Camila Herrera
La lluvia golpeaba el vidrio con insistencia, como si el cielo no pudiera contener lo que sentía. Camila apoyó la frente contra la ventana del pequeño departamento, con la taza de café entre las manos frías. El reloj marcaba las seis y cuarenta, y la ciudad apenas empezaba a despertar bajo el cielo gris de otoño.
—Mamá… ¿va a llover todo el día? —preguntó una voz suave detrás de ella.
Camila giró y sonrió. Valentina, con su pijama de unicornios y el cabello revuelto, arrastraba su oso de peluche por el pasillo.
—Parece que sí, mi amor. —Se agachó para abrazarla—. Pero no te preocupes, vamos a llevar el paraguas rosa. Ese que tiene orejitas.
Valentina sonrió y apoyó su mejilla en el cuello de su madre. Su calor era el ancla que mantenía a Camila firme, aún en los días más difíciles.
Después del desayuno —pan tostado con mermelada y chocolatada—, Camila alistó a su hija para la escuela. Las botas, el impermeable, la mochila con el llavero de corazoncito que ella misma había cosido. Cada detalle era una mezcla de amor y rutina, de esas pequeñas cosas que nadie más ve, pero que sostienen el mundo.
Trabajaba como periodista en una fundación que desarrollaba proyectos de comunicación para hospitales públicos. No era glamoroso, ni bien pagado, pero tenía un propósito. Y eso era lo único que Camila necesitaba.
Excepto, quizás… un poco de paz.
Había días en los que creía haberlo superado todo: la partida, el embarazo sola, el miedo constante a no ser suficiente. Pero había otros en los que una simple canción, una foto vieja o una mirada en el espejo le recordaban que no era solo madre. También era una mujer que alguna vez amó tanto, que le dolía respirar.
A las ocho en punto, dejó a Valentina en la puerta de la escuela.
—¿Me buscás vos o la tía Marina? —preguntó la nena, con las trenzas bien hechas y la bufanda hasta la nariz.
—Hoy yo. Y si salís antes, pedile a la seño que te espere conmigo, ¿sí?
Valentina asintió. Siempre obediente, siempre dulce. Camila se quedó mirándola hasta que desapareció tras la puerta color mostaza del jardín. Luego respiró hondo y caminó hacia la parada del colectivo, con el corazón apretado por una inquietud que no sabía explicar.
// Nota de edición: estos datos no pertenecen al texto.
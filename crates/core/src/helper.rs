//! Marketplace helper listings

use serde::{Deserialize, Serialize};

use crate::{Category, Error, Result};

/// Current availability of a helper
#[derive(Debug, Clone, Copy, PartialEq, Eq, Hash, Serialize, Deserialize, Default)]
#[serde(rename_all = "lowercase")]
pub enum AvailabilityStatus {
    Online,
    Busy,
    #[default]
    Offline,
}

/// Peer helper offering support services
///
/// Owned by the data layer; the ranking engine only ever reads these.
#[derive(Debug, Clone, PartialEq, Serialize, Deserialize)]
pub struct HelperRecord {
    pub id: String,
    pub display_name: String,
    pub title: String,
    #[serde(default)]
    pub description: String,
    /// Average rating in [0, 5]
    pub rating: f64,
    #[serde(default)]
    pub review_count: u32,
    pub hourly_rate: f64,
    #[serde(default)]
    pub languages: Vec<String>,
    #[serde(default)]
    pub specialties: Vec<String>,
    pub category_id: Category,
    #[serde(default)]
    pub experience_years: u32,
    #[serde(default)]
    pub location: String,
    #[serde(default)]
    pub availability_status: AvailabilityStatus,
    #[serde(default)]
    pub verified: bool,
    #[serde(default)]
    pub video_enabled: bool,
    #[serde(default)]
    pub voice_enabled: bool,
}

impl HelperRecord {
    /// Rating must lie in [0, 5] and the hourly rate must be positive
    pub fn validate(&self) -> Result<()> {
        if !self.rating.is_finite() || !(0.0..=5.0).contains(&self.rating) {
            return Err(Error::InvalidRecord(format!(
                "helper {} has rating {} outside [0, 5]",
                self.id, self.rating
            )));
        }
        if !self.hourly_rate.is_finite() || self.hourly_rate <= 0.0 {
            return Err(Error::InvalidRecord(format!(
                "helper {} has non-positive hourly rate {}",
                self.id, self.hourly_rate
            )));
        }
        Ok(())
    }

    pub fn is_online(&self) -> bool {
        self.availability_status == AvailabilityStatus::Online
    }

    /// Case-insensitive substring match on name, title, description or any specialty
    ///
    /// `needle` must already be lower-cased.
    pub fn matches_query(&self, needle: &str) -> bool {
        self.display_name.to_lowercase().contains(needle)
            || self.title.to_lowercase().contains(needle)
            || self.description.to_lowercase().contains(needle)
            || self
                .specialties
                .iter()
                .any(|s| s.to_lowercase().contains(needle))
    }

    /// Speaks at least one of `languages` (case-insensitive)
    pub fn speaks_any(&self, languages: &[String]) -> bool {
        languages
            .iter()
            .any(|wanted| self.languages.iter().any(|l| l.eq_ignore_ascii_case(wanted)))
    }
}
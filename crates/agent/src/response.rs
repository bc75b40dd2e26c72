//! Response composition
//!
//! Turns a classified [`Intent`] into a [`ComposedResponse`]. Every store
//! call runs under the composer's timeout; a failed or slow store degrades
//! to an empty collection and is recorded, never returned as an error.

use std::future::Future;
use std::time::Duration;

use peer_support_config::MatchingConfig;
use peer_support_core::{
    Category, ComposedResponse, ContactCategory, ContactStore, Degradation, EmergencyContact,
    Intent, IntentKind, KnowledgeEntry, KnowledgeStore, StoreError,
};

pub const CRISIS_TEXT: &str = "I'm very concerned about you. Your life has value and help is \
    available right now. Please reach out to these immediate crisis resources. You don't have \
    to go through this alone.";

pub const VOICE_TEXT: &str = "I'd love to speak with you! Voice conversations can feel more \
    personal and supportive, and I can read my replies aloud for you. How would you like to \
    continue our conversation?";

pub const GENERIC_TEXT: &str = "Thank you for sharing that with me. I want you to know that your \
    feelings are valid, and seeking support shows strength. Let me provide some helpful \
    information that might be relevant to your situation.";

const URGENT_NOTE: &str = "If you feel unsafe or overwhelmed right now, please reach out to one \
    of the crisis resources below.";

/// Category-appropriate opening sentence
pub fn lead_in(category: Category) -> &'static str {
    match category {
        Category::MentalHealth => {
            "I understand you're feeling anxious or overwhelmed. Feelings like these are very \
             common and there are effective techniques to help manage them. Let me share some \
             evidence-based strategies."
        },
        Category::Career => {
            "Career challenges can feel overwhelming, but with the right strategies, you can \
             navigate them successfully. Let me share some expert insights."
        },
        Category::Relationships => {
            "Relationships require ongoing effort and good communication skills. I can share \
             some proven techniques for building stronger, healthier connections with others."
        },
        Category::LifeTransitions => {
            "Big life changes can be unsettling, even when they're welcome. It's normal to need \
             time to adjust. Here are some ideas that have helped others through similar \
             transitions."
        },
        Category::Education => {
            "Academic pressure is something many people struggle with. A few practical study \
             and preparation techniques can make a real difference. Here's what tends to help."
        },
        Category::Community => {
            "Feeling disconnected is more common than you might think, and meaningful \
             connections can be built step by step. Here are some ways to start."
        },
    }
}

/// Composes replies from intents and store snapshots
#[derive(Debug, Clone)]
pub struct ResponseComposer {
    store_timeout: Duration,
}

impl Default for ResponseComposer {
    fn default() -> Self {
        Self::from_config(&MatchingConfig::default())
    }
}

impl ResponseComposer {
    pub fn new(store_timeout: Duration) -> Self {
        Self { store_timeout }
    }

    pub fn from_config(config: &MatchingConfig) -> Self {
        Self::new(Duration::from_millis(config.store_timeout_ms))
    }

    pub fn store_timeout(&self) -> Duration {
        self.store_timeout
    }

    /// Compose the reply for `intent`
    ///
    /// Always returns a well-formed response with non-empty text.
    pub async fn compose(
        &self,
        intent: &Intent,
        knowledge: &dyn KnowledgeStore,
        contacts: &dyn ContactStore,
    ) -> ComposedResponse {
        let mut degradations = Vec::new();

        let mut response = match (intent.kind, intent.matched_category) {
            (IntentKind::Crisis, _) => {
                let found = self
                    .contacts_in(contacts, ContactCategory::Suicide, &mut degradations)
                    .await;
                ComposedResponse::text(CRISIS_TEXT)
                    .with_contacts(found)
                    .urgent(true)
            },
            (IntentKind::CategoryTopic, Some(category)) => {
                self.compose_topic(intent, category, knowledge, contacts, &mut degradations)
                    .await
            },
            (IntentKind::VoiceRequest, _) => ComposedResponse::text(VOICE_TEXT),
            (IntentKind::CategoryTopic, None) | (IntentKind::Generic, _) => {
                let mut best = self.best_knowledge(knowledge, &mut degradations).await;
                best.truncate(1);
                ComposedResponse::text(GENERIC_TEXT).with_knowledge(best)
            },
        };

        for degradation in &degradations {
            metrics::counter!("peer_support_degradations_total", "kind" => degradation.kind())
                .increment(1);
        }
        response.degradations = degradations;

        tracing::debug!(
            intent = intent.kind.as_str(),
            knowledge = response.knowledge.len(),
            contacts = response.contacts.len(),
            urgent = response.urgent,
            degraded = response.degraded(),
            "Composed response"
        );

        response
    }

    async fn compose_topic(
        &self,
        intent: &Intent,
        category: Category,
        knowledge: &dyn KnowledgeStore,
        contacts: &dyn ContactStore,
        degradations: &mut Vec<Degradation>,
    ) -> ComposedResponse {
        let urgent = intent.is_urgent();

        let (entries, crisis_contacts) = if urgent {
            let (entries, found) = tokio::join!(
                self.guarded("knowledge", knowledge.list_knowledge(Some(category))),
                self.guarded("contacts", contacts.list_contacts(Some(ContactCategory::Crisis))),
            );
            (settle(entries, degradations), settle(found, degradations))
        } else {
            let entries = self
                .guarded("knowledge", knowledge.list_knowledge(Some(category)))
                .await;
            (settle(entries, degradations), Vec::new())
        };

        let mut relevant: Vec<KnowledgeEntry> = entries
            .into_iter()
            .filter(|k| k.category_id == category && k.has_any_keyword(&intent.keywords))
            .collect();
        relevant.sort_by(KnowledgeEntry::by_confidence);

        if !urgent {
            return ComposedResponse::text(lead_in(category)).with_knowledge(relevant);
        }

        ComposedResponse::text(format!("{} {}", lead_in(category), URGENT_NOTE))
            .with_knowledge(relevant)
            .with_contacts(ordered_contacts(crisis_contacts, ContactCategory::Crisis))
            .urgent(true)
    }

    async fn contacts_in(
        &self,
        store: &dyn ContactStore,
        category: ContactCategory,
        degradations: &mut Vec<Degradation>,
    ) -> Vec<EmergencyContact> {
        let found = self
            .guarded("contacts", store.list_contacts(Some(category)))
            .await;
        ordered_contacts(settle(found, degradations), category)
    }

    async fn best_knowledge(
        &self,
        store: &dyn KnowledgeStore,
        degradations: &mut Vec<Degradation>,
    ) -> Vec<KnowledgeEntry> {
        let found = self.guarded("knowledge", store.list_knowledge(None)).await;
        let mut entries = settle(found, degradations);
        entries.sort_by(KnowledgeEntry::by_confidence);
        entries
    }

    async fn guarded<T, F>(&self, source: &str, call: F) -> Result<Vec<T>, Degradation>
    where
        F: Future<Output = Result<Vec<T>, StoreError>>,
    {
        guarded_fetch(self.store_timeout, source, call).await
    }
}

/// Run a store call under `timeout`
///
/// A failed or slow call becomes a [`Degradation::StoreUnavailable`] naming
/// the source; the caller decides how to surface it.
pub async fn guarded_fetch<T, F>(
    timeout: Duration,
    source: &str,
    call: F,
) -> Result<Vec<T>, Degradation>
where
    F: Future<Output = Result<Vec<T>, StoreError>>,
{
    match tokio::time::timeout(timeout, call).await {
        Ok(Ok(records)) => Ok(records),
        Ok(Err(e)) => {
            tracing::warn!(source, error = %e, "Store call failed, continuing without it");
            Err(Degradation::StoreUnavailable(format!("{}: {}", source, e)))
        },
        Err(_) => {
            let timeout_ms = timeout.as_millis() as u64;
            tracing::warn!(source, timeout_ms, "Store call timed out, continuing without it");
            Err(Degradation::StoreUnavailable(
                StoreError::Timeout(timeout_ms).to_string(),
            ))
        },
    }
}

fn settle<T>(result: Result<Vec<T>, Degradation>, degradations: &mut Vec<Degradation>) -> Vec<T> {
    result.unwrap_or_else(|degradation| {
        degradations.push(degradation);
        Vec::new()
    })
}

/// Re-apply the category filter and order 24/7 first, then by name
fn ordered_contacts(
    contacts: Vec<EmergencyContact>,
    category: ContactCategory,
) -> Vec<EmergencyContact> {
    let mut contacts: Vec<_> = contacts
        .into_iter()
        .filter(|c| c.category == category)
        .collect();
    contacts.sort_by(EmergencyContact::by_availability);
    contacts
}

#[cfg(test)]
mod tests {
    use super::*;

    #[test]
    fn test_fixed_texts_are_non_empty() {
        assert!(!CRISIS_TEXT.trim().is_empty());
        assert!(!VOICE_TEXT.trim().is_empty());
        assert!(!GENERIC_TEXT.trim().is_empty());
        for category in Category::ALL {
            assert!(!lead_in(category).trim().is_empty());
        }
    }

    #[test]
    fn test_continuation_lines_have_single_spaces() {
        assert!(!CRISIS_TEXT.contains("  "));
        assert!(!lead_in(Category::Career).contains("  "));
    }

    #[tokio::test]
    async fn test_guarded_fetch_outcomes() {
        let timeout = Duration::from_millis(20);

        let ok = guarded_fetch(timeout, "knowledge", async { Ok(vec![1, 2]) }).await;
        assert_eq!(ok.unwrap(), vec![1, 2]);

        let failed = guarded_fetch(timeout, "contacts", async {
            Err::<Vec<u8>, _>(StoreError::Unavailable("offline".into()))
        })
        .await;
        match failed {
            Err(Degradation::StoreUnavailable(detail)) => {
                assert!(detail.starts_with("contacts: "));
                assert!(detail.contains("offline"));
            },
            other => panic!("expected degradation, got {:?}", other),
        }

        let slow = guarded_fetch(timeout, "helpers", async {
            tokio::time::sleep(Duration::from_millis(500)).await;
            Ok(vec![1u8])
        })
        .await;
        match slow {
            Err(Degradation::StoreUnavailable(detail)) => {
                assert_eq!(detail, StoreError::Timeout(20).to_string());
            },
            other => panic!("expected timeout degradation, got {:?}", other),
        }
    }

    #[test]
    fn test_default_timeout_from_config() {
        assert_eq!(
            ResponseComposer::default().store_timeout(),
            Duration::from_millis(2000)
        );
    }
}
El hospital central era un edificio enorme, gris y lleno de historias. Camila lo conocía como la palma de su mano. Ese día, se reuniría con la nueva dirección del área pediátrica para coordinar un proyecto audiovisual sobre cuidados neonatales. Algo rutinario. Nada fuera de lo común.
Hasta que entró a la sala de reuniones… y lo vio.
Adrián.
Siete años no habían borrado esa presencia. Alto, con el cabello un poco más corto, la barba delineada y esos ojos marrones que alguna vez la hicieron temblar. Llevaba un ambo celeste y una carpeta bajo el brazo. Cuando la miró, el mundo pareció detenerse.
Pero lo que más la sorprendió no fue solo verlo allí… sino verlo allí.
¿Qué hacía Adrián Salvatierra —el pediatra más reconocido del país, el rostro de campañas de salud infantil, el médico que salía en portadas de revistas médicas y conferencias internacionales— en ese hospital público, frente a ella?
Camila sintió cómo la respiración le fallaba por un segundo.
Él también la reconoció. Pero no dijo nada. Solo la miró, como si en sus pupilas se abrieran mil preguntas que nunca fueron respondidas.
—¿Nos conocemos? —preguntó una doctora joven, notando la tensión en el aire.
Camila tragó saliva. Sonrió, como si no le doliera. Como si el tiempo no se hubiera detenido en ese instante.
—Trabajamos juntos hace mucho —respondió ella, sin mirarlo.
Adrián bajó la vista. No dijo nada. Pero sus manos, que antes eran tan firmes, ahora temblaban un poco al pasar las hojas de la carpeta.
Y Camila supo, con un nudo en el pecho, que el pasado no había quedado atrás.
Solo dormía. Y acababa de despertar.